<<<<

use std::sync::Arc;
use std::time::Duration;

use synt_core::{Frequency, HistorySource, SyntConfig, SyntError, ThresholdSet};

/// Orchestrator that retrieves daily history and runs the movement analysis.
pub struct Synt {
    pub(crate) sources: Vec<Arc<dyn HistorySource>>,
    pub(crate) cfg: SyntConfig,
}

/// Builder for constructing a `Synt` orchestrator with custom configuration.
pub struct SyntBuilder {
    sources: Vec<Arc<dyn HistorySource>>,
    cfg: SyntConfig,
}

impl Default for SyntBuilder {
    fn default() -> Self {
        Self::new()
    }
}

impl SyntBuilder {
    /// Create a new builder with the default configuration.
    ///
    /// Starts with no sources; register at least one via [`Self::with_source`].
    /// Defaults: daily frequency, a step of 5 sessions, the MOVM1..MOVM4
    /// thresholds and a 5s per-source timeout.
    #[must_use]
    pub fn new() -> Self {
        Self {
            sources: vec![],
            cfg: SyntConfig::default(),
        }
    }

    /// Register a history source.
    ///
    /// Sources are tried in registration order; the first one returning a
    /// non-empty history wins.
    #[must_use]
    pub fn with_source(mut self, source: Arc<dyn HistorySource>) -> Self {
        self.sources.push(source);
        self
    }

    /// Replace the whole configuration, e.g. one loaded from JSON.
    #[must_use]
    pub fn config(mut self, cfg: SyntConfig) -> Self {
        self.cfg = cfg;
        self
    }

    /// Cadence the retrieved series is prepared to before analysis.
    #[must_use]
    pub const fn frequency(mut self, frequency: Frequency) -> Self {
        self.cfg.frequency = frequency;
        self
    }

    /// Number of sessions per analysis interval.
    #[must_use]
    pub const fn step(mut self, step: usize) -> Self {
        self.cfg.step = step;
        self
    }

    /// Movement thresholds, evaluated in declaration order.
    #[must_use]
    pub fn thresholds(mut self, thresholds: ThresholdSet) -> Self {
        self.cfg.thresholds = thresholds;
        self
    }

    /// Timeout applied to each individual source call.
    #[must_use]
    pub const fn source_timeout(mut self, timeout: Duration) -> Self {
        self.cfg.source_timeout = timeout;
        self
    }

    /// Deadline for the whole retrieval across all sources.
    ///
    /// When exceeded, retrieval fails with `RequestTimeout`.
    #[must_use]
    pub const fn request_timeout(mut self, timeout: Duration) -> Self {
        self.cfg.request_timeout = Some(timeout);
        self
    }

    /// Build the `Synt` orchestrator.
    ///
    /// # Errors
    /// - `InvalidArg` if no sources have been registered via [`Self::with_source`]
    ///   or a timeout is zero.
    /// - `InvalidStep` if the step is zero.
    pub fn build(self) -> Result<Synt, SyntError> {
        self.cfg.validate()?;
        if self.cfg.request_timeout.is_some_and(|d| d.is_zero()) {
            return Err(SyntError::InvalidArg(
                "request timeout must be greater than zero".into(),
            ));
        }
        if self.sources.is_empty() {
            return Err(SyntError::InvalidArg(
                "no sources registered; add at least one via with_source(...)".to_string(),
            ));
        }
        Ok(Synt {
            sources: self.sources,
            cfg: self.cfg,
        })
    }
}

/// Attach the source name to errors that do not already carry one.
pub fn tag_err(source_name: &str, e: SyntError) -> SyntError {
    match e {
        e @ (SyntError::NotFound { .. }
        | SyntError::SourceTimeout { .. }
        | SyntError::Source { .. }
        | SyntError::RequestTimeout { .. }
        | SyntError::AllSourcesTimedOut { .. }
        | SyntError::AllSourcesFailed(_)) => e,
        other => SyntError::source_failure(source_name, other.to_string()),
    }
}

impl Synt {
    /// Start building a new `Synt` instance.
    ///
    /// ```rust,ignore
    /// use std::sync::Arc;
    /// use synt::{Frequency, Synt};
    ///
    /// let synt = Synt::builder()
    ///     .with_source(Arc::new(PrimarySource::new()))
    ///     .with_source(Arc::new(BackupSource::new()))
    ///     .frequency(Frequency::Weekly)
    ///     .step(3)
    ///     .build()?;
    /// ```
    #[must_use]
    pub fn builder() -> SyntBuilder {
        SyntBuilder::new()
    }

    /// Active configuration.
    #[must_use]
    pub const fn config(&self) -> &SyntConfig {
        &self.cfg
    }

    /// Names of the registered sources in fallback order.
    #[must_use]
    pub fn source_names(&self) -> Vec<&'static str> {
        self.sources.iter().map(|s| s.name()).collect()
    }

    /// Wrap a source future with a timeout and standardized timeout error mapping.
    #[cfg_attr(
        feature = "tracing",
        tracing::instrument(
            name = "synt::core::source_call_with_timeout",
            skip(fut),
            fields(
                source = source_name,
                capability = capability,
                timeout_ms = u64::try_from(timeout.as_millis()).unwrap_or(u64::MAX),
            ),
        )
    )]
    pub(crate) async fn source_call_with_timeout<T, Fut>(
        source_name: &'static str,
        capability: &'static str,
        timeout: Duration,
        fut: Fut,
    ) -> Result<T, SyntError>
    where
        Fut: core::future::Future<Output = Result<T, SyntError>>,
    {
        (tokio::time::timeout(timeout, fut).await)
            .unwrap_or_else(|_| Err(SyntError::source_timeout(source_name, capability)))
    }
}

>>>>

_WORK INSTRUCTION_
The entries above should be copied out exactly, with none left out.

_EXERCISE RESPONSE_
use std::sync::Arc;
use std::time::Duration;

use synt_core::{Frequency, HistorySource, SyntConfig, SyntError, ThresholdSet};

/// Orchestrator that retrieves daily history and runs the movement analysis.
pub struct Synt {
    pub(crate) sources: Vec<Arc<dyn HistorySource>>,
    pub(crate) cfg: SyntConfig,
}

/// Builder for constructing a `Synt` orchestrator with custom configuration.
pub struct SyntBuilder {
    sources: Vec<Arc<dyn HistorySource>>,
    cfg: SyntConfig,
}

impl Default for SyntBuilder {
    fn default() -> Self {
        Self::new()
    }
}

impl SyntBuilder {
    /// Create a new builder with the default configuration.
    ///
    /// Starts with no sources; register at least one via [`Self::with_source`].
    /// Defaults: daily frequency, a step of 5 sessions, the MOVM1..MOVM4
    /// thresholds and a 5s per-source timeout.
    #[must_use]
    pub fn new() -> Self {
        Self {
            sources: vec![],
            cfg: SyntConfig::default(),
        }
    }

    /// Register a history source.
    ///
    /// Sources are tried in registration order; the first one returning a
    /// non-empty history wins.
    #[must_use]
    pub fn with_source(mut self, source: Arc<dyn HistorySource>) -> Self {
        self.sources.push(source);
        self
    }

    /// Replace the whole configuration, e.g. one loaded from JSON.
    #[must_use]
    pub fn config(mut self, cfg: SyntConfig) -> Self {
        self.cfg = cfg;
        self
    }

    /// Cadence the retrieved series is prepared to before analysis.
    #[must_use]
    pub const fn frequency(mut self, frequency: Frequency) -> Self {
        self.cfg.frequency = frequency;
        self
    }

    /// Number of sessions per analysis interval.
    #[must_use]
    pub const fn step(mut self, step: usize) -> Self {
        self.cfg.step = step;
        self
    }

    /// Movement thresholds, evaluated in declaration order.
    #[must_use]
    pub fn thresholds(mut self, thresholds: ThresholdSet) -> Self {
        self.cfg.thresholds = thresholds;
        self
    }

    /// Timeout applied to each individual source call.
    #[must_use]
    pub const fn source_timeout(mut self, timeout: Duration) -> Self {
        self.cfg.source_timeout = timeout;
        self
    }

    /// Deadline for the whole retrieval across all sources.
    ///
    /// When exceeded, retrieval fails with `RequestTimeout`.
    #[must_use]
    pub const fn request_timeout(mut self, timeout: Duration) -> Self {
        self.cfg.request_timeout = Some(timeout);
        self
    }

    /// Build the `Synt` orchestrator.
    ///
    /// # Errors
    /// - `InvalidArg` if no sources have been registered via [`Self::with_source`]
    ///   or a timeout is zero.
    /// - `InvalidStep` if the step is zero.
    pub fn build(self) -> Result<Synt, SyntError> {
        self.cfg.validate()?;
        if self.cfg.request_timeout.is_some_and(|d| d.is_zero()) {
            return Err(SyntError::InvalidArg(
                "request timeout must be greater than zero".into(),
            ));
        }
        if self.sources.is_empty() {
            return Err(SyntError::InvalidArg(
                "no sources registered; add at least one via with_source(...)".to_string(),
            ));
        }
        Ok(Synt {
            sources: self.sources,
            cfg: self.cfg,
        })
    }
}

/// Attach the source name to errors that do not already carry one.
pub fn tag_err(source_name: &str, e: SyntError) -> SyntError {
    match e {
        e @ (SyntError::NotFound { .. }
        | SyntError::SourceTimeout { .. }
        | SyntError::Source { .. }
        | SyntError::RequestTimeout { .. }
        | SyntError::AllSourcesTimedOut { .. }
        | SyntError::AllSourcesFailed(_)) => e,
        other => SyntError::source_failure(source_name, other.to_string()),
    }
}

impl Synt {
    /// Start building a new `Synt` instance.
    ///
    /// ```rust,ignore
    /// use std::sync::Arc;
    /// use synt::{Frequency, Synt};
    ///
    /// let synt = Synt::builder()
    ///     .with_source(Arc::new(PrimarySource::new()))
    ///     .with_source(Arc::new(BackupSource::new()))
    ///     .frequency(Frequency::Weekly)
    ///     .step(3)
    ///     .build()?;
    /// ```
    #[must_use]
    pub fn builder() -> SyntBuilder {
        SyntBuilder::new()
    }

    /// Active configuration.
    #[must_use]
    pub const fn config(&self) -> &SyntConfig {
        &self.cfg
    }

    /// Names of the registered sources in fallback order.
    #[must_use]
    pub fn source_names(&self) -> Vec<&'static str> {
        self.sources.iter().map(|s| s.name()).collect()
    }

    /// Wrap a source future with a timeout and standardized timeout error mapping.
    #[cfg_attr(
        feature = "tracing",
        tracing::instrument(
            name = "synt::core::source_call_with_timeout",
            skip(fut),
            fields(
                source = source_name,
                capability = capability,
                timeout_ms = u64::try_from(timeout.as_millis()).unwrap_or(u64::MAX),
            ),
        )
    )]
    pub(crate) async fn source_call_with_timeout<T, Fut>(
        source_name: &'static str,
        capability: &'static str,
        timeout: Duration,
        fut: Fut,
    ) -> Result<T, SyntError>
    where
        Fut: core::future::Future<Output = Result<T, SyntError>>,
    {
        (tokio::time::timeout(timeout, fut).await)
            .unwrap_or_else(|_| Err(SyntError::source_timeout(source_name, capability)))
    }
}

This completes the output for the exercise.